Anytime you do brake work, it is a good idea to flush the old fluid from the system and get fresh fluid in there. I do mine every 18-24mo, just because brake fluid and a 4' section of vinyl hose are cheaper and easier than replacing stuff.

That said, how tight did you adjust your rear brakes? They need to be tighter than on a half ton or a car. My g/f's boss, who runs one of the better shops in Cape Girardeau (general consensus) told me to tighten them til they'll go no more. This gets the shoes against the drum all the way around. Then you back them off about 5-8 strokes of the screwdriver (2-3clicks/ stroke). Make sure they turn with equal resistance on each side. You should have considerable drag all the way around. IT helped mine out a whole bunch. It gets a bit messy, but I find I can get a more even adjustment if I pull my axle tubes out a bit, then adjust. BE SURE TO CHOCK THE FRONT WHEELS IF YOU DO THIS!!!![nonono][nonono]
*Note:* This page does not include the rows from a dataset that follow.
//! `spire variants`: print the artifacts a material expands into.

use std::path::Path;

use spire_variants::{expand, PlannedArtifact};

use crate::{ReportFormat, VariantsArgs};

/// Runs the `spire variants` command. The material file is never read.
pub fn run(args: &VariantsArgs) -> Result<i32, Box<dyn std::error::Error>> {
    let planned = expand(Path::new(&args.material), Path::new(""));
    match args.format {
        ReportFormat::Text => print!("{}", render_text(&planned)),
        ReportFormat::Json => println!("{}", serde_json::to_string_pretty(&planned)?),
    }
    Ok(0)
}

fn render_text(planned: &[PlannedArtifact]) -> String {
    let mut out = String::new();
    for p in planned {
        let stage = p
            .variant
            .stage
            .map(|s| s.to_string())
            .unwrap_or_else(|| "-".to_string());
        let defines: Vec<String> = p
            .variant
            .defines
            .iter()
            .map(|(name, value)| format!("{name}={value}"))
            .collect();
        out.push_str(&format!(
            "{:<32} {:<8} {:<5} {}\n",
            p.artifact.display().to_string(),
            p.variant.entry_point,
            stage,
            defines.join(" ")
        ));
    }
    out
}

#[cfg(test)]
mod tests {
    use super::*;

    #[test]
    fn one_line_per_artifact() {
        let planned = expand(Path::new("materials/metal.slang"), Path::new(""));
        let text = render_text(&planned);
        assert_eq!(text.lines().count(), 14);
        let first = text.lines().next().unwrap();
        assert!(first.starts_with("metal_shadow.vert.spv"));
        assert!(first.contains("main_vs"));
    }

    #[test]
    fn lines_list_defines() {
        let planned = expand(Path::new("metal.slang"), Path::new(""));
        let text = render_text(&planned);
        let prepass = text
            .lines()
            .find(|l| l.starts_with("metal_prepass.vert.spv"))
            .unwrap();
        assert!(prepass.contains("DEPTH_ONLY=1"));
        assert!(prepass.contains("MAIN_VIEW=1"));
    }
}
Bypassing the RWAL valve is an option to increase rear brake bias, but you lose your anti-lock capabilities. Whether you need it is up to you. I learned to drive on early 70s vehicles, so I prefer to be without it.

most- check your vacuum. If your pedal got hard, it is a vacuum issue (or you have a blockage somewhere). My pump pulls 22-25inHg. AT least I think it's inHG- it's whatever the scale is on the Redline vacuum gauge I have from a bygone vac-over-hydraulic brake system on a truck a long time ago. Do your heater controls move and change?

A bad booster wont affect braking (other than an extremely hard pedal), and a master cylinder wont affect your booster. I cant count how may people have told me to check my booster when the pedal falls to the floor. They are two different, sealed off systems, how can one affect the other?